Optimization Days 2026

HEC Montréal, Québec, Canada

May 11 — 13, 2026

TB5 - Derivative-free and blackbox optimization 1

May 12 2026 15:30 – 17:10

Location: Lise Birikundavyi - Lionel Rey (blue)

Chaired by Valentin Dijon

4 Presentations

15:30 - 15:55

Benchmarking algorithms on large test sets

  • Charles Audet, speaker, Polytechnique Montréal
  • Warren Hare, University of British Columbia

Benchmarking is essential for assessing the effectiveness of optimization algorithms. This is especially true in derivative-free optimization, where target problems are often complex simulations that require extensive time to evaluate. This limits the number of evaluations that can be performed, making it critical to have a good understanding of the potential quality of various algorithms. This talk reviews standard benchmarking methods, including convergence plots, performance profiles, data profiles, and accuracy profiles, widely used to evaluate optimization algorithms. The primary contribution is a formal extension of these benchmarking techniques to three specific contexts: constrained optimization, multi-objective optimization, and surrogate-based optimization. Benchmarking codes are proposed and made available to the community.

15:55 - 16:20

A Scalable Trust-Region Framework for High-Dimensional Bayesian Optimisation

  • Meisseme Kadri, speaker, Polytechnique Montreal
  • Youssef Diouane, Polytechnique Montréal
  • Amina Lamghari, Université du Québec à Trois-Rivières
  • Issmaïl El Hallaoui, Polytechnique Montréal, GERAD

Bayesian optimisation (BO) is known to be very effective for solving low-dimensional expensive black-box optimisation (BBO) problems; however, in high dimensions, it often scales poorly and becomes highly sensitive to the acquisition function. To address these issues, we introduce STREGO, a scalable trust-region BO method that combines global exploration with local exploitation refinements. STREGO adapts an existing trust-region BO framework (known as TREGO) to efficiently solve high-dimensional BBO problems. Similar to TREGO, the STREGO framework is organised into two phases: a global phase and a local phase. While the TREGO global phase performs mono-objective BO, STREGO solves a mean–variance surrogate-based bi-objective problem and clusters the resulting non-dominated set to select a diverse batch of candidate points. If this global batch fails to improve the objective function, STREGO switches to a local phase, where it fits and minimises a surrogate model using only evaluations within a trust-region. Experiments on scalable analytical BBO benchmarks, as well as on classification tasks with up to 300 dimensions, indicate that STREGO outperforms not only TREGO but also state-of-the-art high-dimensional BO methods.

16:20 - 16:45

Maritime Search and Rescue Operations Planning via Model-and-Solve

  • Amirhossein Esmaeilpour, speaker, Ph.D. Candidate
  • Michael Morin, Université Laval
  • Irène Abi-Zeid, Université Laval

Optimization-based decision support systems, such as SAR Optimizer, can assist search mission coordinators in planning maritime search operations. Computing the probability of finding the search object requires a search simulation. We present a model-and-solve approach for optimizing maritime search plans that integrates simulation. 

16:45 - 17:10

Benchmarking Techniques for Bilevel Derivative-free Optimization

  • Valentin Dijon, speaker, GERAD - Polytechnique Montréal
  • Youssef Diouane, Polytechnique Montréal
  • Charles Audet, GERAD - Polytechnique Montréal

Bilevel derivative-free optimization (BL-DFO) concerns problems with a main blackbox optimization problem, named upper-level, is constrained by a nested optimization problem, called lower-level problem. Optimal solutions of BL-DFO problems have to satisfy inequality constraints and lower-level optimality to be considered, i.e. being admissible. Nevertheless, the lower-level optimality condition is often relaxed yielding non-admissible points and thus mislead to unfair comparisons. For this reason, comparing BL-DFO algorithms may be delicate and requires current benchmarking techniques to be generalized.

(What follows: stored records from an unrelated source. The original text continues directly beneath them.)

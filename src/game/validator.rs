//! Typed-word validation: trie and board searched in lockstep
//!
//! A typed word is valid when it is in the dictionary and can be traced as a
//! simple path of adjacent cells. The search only follows neighbors whose
//! letter continues a real dictionary prefix, so the trie prunes the board
//! walk at every step.

use crate::core::{Board, Lexicon, NodeId, Position};

/// Set of board cells already on the current path
///
/// Boards have at most 25 cells, so one bit per cell fits in a `u32`. The set
/// is passed by value down the recursion: each frame owns its copy and there
/// is nothing to restore when a branch backtracks.
#[derive(Debug, Clone, Copy, Default, PartialEq, Eq)]
pub(crate) struct Visited(u32);

impl Visited {
    #[inline]
    pub(crate) const fn contains(self, index: usize) -> bool {
        self.0 & (1 << index) != 0
    }

    #[inline]
    #[must_use]
    pub(crate) const fn with(self, index: usize) -> Self {
        Self(self.0 | (1 << index))
    }
}

/// Checks typed words against one board and one dictionary
#[derive(Debug, Clone, Copy)]
pub struct PathValidator<'a> {
    board: &'a Board,
    lexicon: &'a Lexicon,
}

impl<'a> PathValidator<'a> {
    #[must_use]
    pub const fn new(board: &'a Board, lexicon: &'a Lexicon) -> Self {
        Self { board, lexicon }
    }

    /// True if `word` is a dictionary word traceable somewhere on the board
    ///
    /// Every cell showing the first letter is tried as a start.
    #[must_use]
    pub fn validate(&self, word: &str) -> bool {
        let Some(&first) = word.as_bytes().first() else {
            return false;
        };
        let Some(node) = self.lexicon.child_at(self.lexicon.root(), first) else {
            return false;
        };

        self.board
            .cells_with(first)
            .any(|start| self.walk(word.as_bytes(), 0, start, node, Visited::default()))
    }

    /// True if `word` can be traced starting from the cell at `start`
    #[must_use]
    pub fn validate_from(&self, word: &str, start: Position) -> bool {
        let (Some(&first), Some(index)) = (word.as_bytes().first(), self.board.index_of(start))
        else {
            return false;
        };
        self.lexicon
            .child_at(self.lexicon.root(), first)
            .is_some_and(|node| self.walk(word.as_bytes(), 0, index, node, Visited::default()))
    }

    /// Match `word[depth]` at `cell`, whose trie node is `node`
    fn walk(&self, word: &[u8], depth: usize, cell: usize, node: NodeId, visited: Visited) -> bool {
        let current = self.board.cell_at(cell);
        if current.letter() != word[depth] {
            return false;
        }
        let visited = visited.with(cell);

        if depth == word.len() - 1 {
            // Only reachable through valid child slots, so `word` is ASCII here
            return std::str::from_utf8(word)
                .is_ok_and(|text| self.lexicon.is_terminal_match(node, text));
        }

        let next = word[depth + 1];
        let Some(child) = self.lexicon.child_at(node, next) else {
            return false;
        };

        current.neighbors().iter().any(|&neighbor| {
            !visited.contains(neighbor)
                && self.board.cell_at(neighbor).letter() == next
                && self.walk(word, depth + 1, neighbor, child, visited)
        })
    }
}
//! Game countdown
//!
//! Driven by a once-per-second tick from whatever owns the session. The clock
//! only counts; ending the game is up to the caller.

use std::fmt;

/// Length of a game in seconds
pub const DEFAULT_GAME_SECONDS: u32 = 180;

/// Milestones announced while the clock runs down
#[derive(Debug, Clone, Copy, PartialEq, Eq)]
pub enum TimerNotice {
    TwoMinutesLeft,
    OneMinuteLeft,
    TimeUp,
}

impl fmt::Display for TimerNotice {
    fn fmt(&self, f: &mut fmt::Formatter<'_>) -> fmt::Result {
        match self {
            Self::TwoMinutesLeft => write!(f, "Two minutes left!"),
            Self::OneMinuteLeft => write!(f, "One minute left!"),
            Self::TimeUp => write!(f, "Time's up!"),
        }
    }
}

/// Seconds remaining in the current game
#[derive(Debug, Clone, Copy, PartialEq, Eq)]
pub struct Countdown {
    total: u32,
    remaining: u32,
}

impl Default for Countdown {
    fn default() -> Self {
        Self::new(DEFAULT_GAME_SECONDS)
    }
}

impl Countdown {
    #[must_use]
    pub const fn new(seconds: u32) -> Self {
        Self {
            total: seconds,
            remaining: seconds,
        }
    }

    #[inline]
    #[must_use]
    pub const fn remaining(&self) -> u32 {
        self.remaining
    }

    #[inline]
    #[must_use]
    pub const fn total(&self) -> u32 {
        self.total
    }

    #[inline]
    #[must_use]
    pub const fn is_expired(&self) -> bool {
        self.remaining == 0
    }

    /// Fraction of the game still to play, from 1.0 down to 0.0
    #[must_use]
    pub fn fraction_left(&self) -> f64 {
        if self.total == 0 {
            0.0
        } else {
            f64::from(self.remaining) / f64::from(self.total)
        }
    }

    /// Advance the clock by one second
    ///
    /// `TimeUp` is reported exactly once, on the tick that reaches zero.
    pub fn tick(&mut self) -> Option<TimerNotice> {
        if self.remaining == 0 {
            return None;
        }
        self.remaining -= 1;

        match self.remaining {
            0 => Some(TimerNotice::TimeUp),
            120 => Some(TimerNotice::TwoMinutesLeft),
            60 => Some(TimerNotice::OneMinuteLeft),
            _ => None,
        }
    }
}

impl fmt::Display for Countdown {
    fn fmt(&self, f: &mut fmt::Formatter<'_>) -> fmt::Result {
        write!(f, "{}:{:02}", self.remaining / 60, self.remaining % 60)
    }
}

#[cfg(test)]
mod tests {
    use super::*;

    #[test]
    fn displays_minutes_and_seconds() {
        assert_eq!(Countdown::new(180).to_string(), "3:00");
        assert_eq!(Countdown::new(65).to_string(), "1:05");
        assert_eq!(Countdown::new(9).to_string(), "0:09");
    }

    #[test]
    fn announces_milestones() {
        let mut clock = Countdown::default();
        let notices: Vec<(u32, TimerNotice)> = (0..200)
            .filter_map(|_| clock.tick().map(|n| (clock.remaining(), n)))
            .collect();

        assert_eq!(
            notices,
            vec![
                (120, TimerNotice::TwoMinutesLeft),
                (60, TimerNotice::OneMinuteLeft),
                (0, TimerNotice::TimeUp),
            ]
        );
        assert!(clock.is_expired());
    }

    #[test]
    fn expired_clock_stays_silent() {
        let mut clock = Countdown::new(1);
        assert_eq!(clock.tick(), Some(TimerNotice::TimeUp));
        assert_eq!(clock.tick(), None);
        assert_eq!(clock.remaining(), 0);
    }

    #[test]
    fn fraction_left_runs_down() {
        let mut clock = Countdown::new(4);
        assert!((clock.fraction_left() - 1.0).abs() < f64::EPSILON);
        clock.tick();
        assert!((clock.fraction_left() - 0.75).abs() < f64::EPSILON);
        assert!(Countdown::new(0).fraction_left().abs() < f64::EPSILON);
    }
}
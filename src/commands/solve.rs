//! Board solving command
//!
//! Lists every dictionary word on one board along with the best possible score.

use crate::core::{Board, BoardError, Dimension, Lexicon};
use crate::game::{GameConfig, find_words, max_score};
use std::time::{Duration, Instant};

/// Configuration for solving a board
pub struct SolveConfig {
    /// Fixed layout to solve instead of rolling one
    pub letters: Option<String>,
    pub game: GameConfig,
    /// Cap on how many words are printed
    pub limit: Option<usize>,
}

impl SolveConfig {
    #[must_use]
    pub const fn new(game: GameConfig) -> Self {
        Self {
            letters: None,
            game,
            limit: None,
        }
    }
}

/// Result of solving a board
pub struct SolveResult {
    pub board: Board,
    pub words: Vec<String>,
    pub max_score: u32,
    pub duration: Duration,
}

/// Build the board described by `letters`, inferring its size
///
/// Whitespace is ignored and letters are lowercased, so `"CATS DOGS ..."`
/// works as well as a packed string.
///
/// # Errors
/// Returns `BoardError::InvalidDimension` unless there are 16 or 25 letters,
/// or `BoardError::InvalidLetter` for anything outside `a..=z`.
pub fn parse_board(letters: &str) -> Result<Board, BoardError> {
    let packed: String = letters
        .chars()
        .filter(|c| !c.is_whitespace())
        .map(|c| c.to_ascii_lowercase())
        .collect();
    let cells = packed.chars().count();
    let dimension = [Dimension::Standard, Dimension::Big]
        .into_iter()
        .find(|dimension| dimension.cell_count() == cells)
        .ok_or(BoardError::InvalidDimension(cells))?;
    Board::from_letters(dimension, &packed)
}

/// Solve the configured board, rolling one if no layout was given
///
/// # Errors
/// Returns `BoardError` if the layout is malformed or generation fails.
pub fn solve_board(config: &SolveConfig, lexicon: &Lexicon) -> Result<SolveResult, BoardError> {
    let board = match &config.letters {
        Some(letters) => parse_board(letters)?,
        None => Board::generate(config.game.dimension, &mut config.game.rng())?,
    };

    let start = Instant::now();
    let words = find_words(&board, lexicon);
    let duration = start.elapsed();

    Ok(SolveResult {
        max_score: max_score(&words),
        board,
        words,
        duration,
    })
}

#[cfg(test)]
mod tests {
    use super::*;
    use crate::wordlists::loader::lexicon_from_slice;

    #[test]
    fn parses_packed_and_spaced_layouts() {
        let packed = parse_board("catxxexxxxxxxxxx").unwrap();
        let spaced = parse_board("CATX XEXX XXXX XXXX").unwrap();

        assert_eq!(packed.dimension(), Dimension::Standard);
        assert_eq!(packed.to_string(), spaced.to_string());

        let big = parse_board(&"a".repeat(25)).unwrap();
        assert_eq!(big.dimension(), Dimension::Big);
    }

    #[test]
    fn rejects_wrong_letter_counts() {
        assert_eq!(
            parse_board("abcdef").unwrap_err(),
            BoardError::InvalidDimension(6)
        );
        assert!(matches!(
            parse_board("abcdefghijklmno1"),
            Err(BoardError::InvalidLetter('1'))
        ));
    }

    #[test]
    fn solves_fixed_board() {
        let lexicon = lexicon_from_slice(&["cat", "eat", "tea", "act"]);
        let mut config = SolveConfig::new(GameConfig::default());
        config.letters = Some("catx xexx xxxx xxxx".to_string());

        let result = solve_board(&config, &lexicon).unwrap();
        assert_eq!(result.words, vec!["cat", "eat", "tea"]);
        assert_eq!(result.max_score, 3);
    }

    #[test]
    fn seeded_boards_solve_identically() {
        let lexicon = crate::wordlists::embedded_lexicon();
        let config = SolveConfig::new(GameConfig::default().with_seed(Some(5)));

        let first = solve_board(&config, &lexicon).unwrap();
        let second = solve_board(&config, &lexicon).unwrap();
        assert_eq!(first.board.to_string(), second.board.to_string());
        assert_eq!(first.words, second.words);
    }
}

The proposed benchmarking technique for bilevel problems rely on a referee-based procedure that challenges the admissibility of points generated by a BL-DFO algorithm. This post-processing scheme aims for revoking proven non-admissible points resulting in filtered histories that can be used for algorithm comparisons. Additionally, several works consider either upper-level or lower-level function calls as numerical cost metrics, while both should be aggregated to represent properly the general effort deployed to solve a blevel problem. A scaled evaluation counter is then introduced to account for the possible numerical cost between the leader and the follower and reflect more properly the general cost of a BL-DFO algorithm.

Generalized benchmarking strategies are tested through data profiles on BOLIB problems using the open source Julia programming language. The results illustrate the impacts of both the refereeing procedure and the scaled evaluation counter on algorithmic performances.